「ニコニコ動画」の有料ネットライブが好調、自主企画のほかライブ配信受託も狙う

「ニコニコ動画」の有料ネットライブが好調、自主企画のほかライブ配信受託も狙う

動画投稿サイト「ニコニコ動画」の運営を手掛けるドワンゴが、有料ネットライブ事業に注力している。ニコニコ動画(有料会員サービスは2007年6月開始)は10月に有料会員数が100万人を突破し、四半期営業損益も2010年1~3月期から黒字に転じた。

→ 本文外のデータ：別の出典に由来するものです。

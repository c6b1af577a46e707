use crate::{
    AppState,
    research::events::{ProgressEvent, ProgressSink},
    research::task_group::AbortOnDrop,
    types::{
        AppError, GenerateQueriesRequest, GenerateQueriesResponse, ReportRequest, ReportResponse,
        Result,
    },
};
use axum::{
    Json,
    extract::State,
    response::sse::{Event, KeepAlive, Sse},
};
use futures::Stream;
use serde_json::json;
use std::convert::Infallible;

/// Plan research queries for a topic and outline
#[utoipa::path(
    post,
    path = "/api/research/queries",
    request_body = GenerateQueriesRequest,
    responses(
        (status = 200, description = "Planned queries", body = GenerateQueriesResponse),
        (status = 400, description = "Invalid input"),
        (status = 503, description = "Completion provider unavailable")
    ),
    tag = "research"
)]
pub async fn generate_queries(
    State(state): State<AppState>,
    Json(payload): Json<GenerateQueriesRequest>,
) -> Result<Json<GenerateQueriesResponse>> {
    let queries = state
        .controller()
        .generate_queries(&payload, ProgressSink::disabled())
        .await?;

    Ok(Json(GenerateQueriesResponse { queries }))
}

/// Run the research pipeline and return the finished report
#[utoipa::path(
    post,
    path = "/api/research/report",
    request_body = ReportRequest,
    responses(
        (status = 200, description = "Report generated", body = ReportResponse),
        (status = 400, description = "Invalid input"),
        (status = 503, description = "A provider was unavailable for the whole run")
    ),
    tag = "research"
)]
pub async fn generate_report(
    State(state): State<AppState>,
    Json(payload): Json<ReportRequest>,
) -> Result<Json<ReportResponse>> {
    let report = state
        .controller()
        .run(&payload, ProgressSink::disabled())
        .await?;

    Ok(Json(report.to_response()))
}

/// Run the research pipeline, streaming progress as server-sent events
///
/// Each progress event is named after its stage. The stream ends with a
/// `report` event carrying the report JSON, or an `error` event.
#[utoipa::path(
    post,
    path = "/api/research/report/stream",
    request_body = ReportRequest,
    responses((status = 200, description = "text/event-stream of progress, then a report or error event")),
    tag = "research"
)]
pub async fn stream_report(
    State(state): State<AppState>,
    Json(payload): Json<ReportRequest>,
) -> Sse<impl Stream<Item = std::result::Result<Event, Infallible>>> {
    let controller = state.controller();
    let (sink, mut rx) = ProgressSink::channel();
    let run = tokio::spawn(async move { controller.run(&payload, sink).await });
    let guard = AbortOnDrop::new(&run);

    let stream = async_stream::stream! {
        // A disconnected client drops the stream and with it the run
        let _guard = guard;
        while let Some(event) = rx.recv().await {
            yield Ok::<Event, Infallible>(progress_event(&event));
        }

        let outcome = run
            .await
            .unwrap_or_else(|e| Err(AppError::Internal(format!("report task failed: {}", e))));
        match outcome {
            Ok(report) => {
                let body = serde_json::to_string(&report.to_response()).unwrap_or_default();
                yield Ok(Event::default().event("report").data(body));
            }
            Err(e) => {
                tracing::warn!(error = %e, "Streamed report failed");
                let body = json!({ "error": e.to_string() }).to_string();
                yield Ok(Event::default().event("error").data(body));
            }
        }
    };

    Sse::new(stream).keep_alive(KeepAlive::default())
}

fn progress_event(event: &ProgressEvent) -> Event {
    Event::default().event(&event.stage).data(&event.text)
}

同社が今後のコンテンツ拡充と収益拡大の柱の一つに考えているのが、有料ネットライブ事業だ。

自社企画の有料ネットライブ事業として今8月から展開しているのが「ニコニコ大会議」。「大会議」はニコ動の投稿者を集めたコンサートで、8月26日に渋谷CC.Lemonホールで開催された。従来から「大会議」は無料で実施されていたが、有料で行われたのは初めて。

リアルチケットのほか、ニコ動でのネット中継を視聴できるネットチケットを販売。ネットでの視聴者は、生放送中にコメントを書き込むことができ、それが画面に表示される。販売実績は、価格がリアルチケットが5800円、ネットチケットが1500円で、リアルチケットは1716枚は発売当日に完売し、ネットチケットも生放送後も含めて約9500枚が販売されたという。チケットの販売枚数と売上高は、ネットがリアルを上回っている。
 
 画面上のコメントや、出演者が事実上“素人”ながらもニコ動内では有名な“玄人はだし”のアーティストであるなど、ユーザーがライブの共有感覚を持ち得たことがネットチケット販売の好調に結び付いたと思われる。
 
 夏野剛取締役(写真右)は「これまでネットライブはビジネスにはならないのが常識だったが、十分にビジネスとして成り立つ、ということがわかってきた」と話す。CD販売など市場減退が続く音楽業界だが、同社によればライブステージ分野だけは成長を続けているという。ここにITを持ち込むことで、大きく収益化を図るのが同社の狙いだ。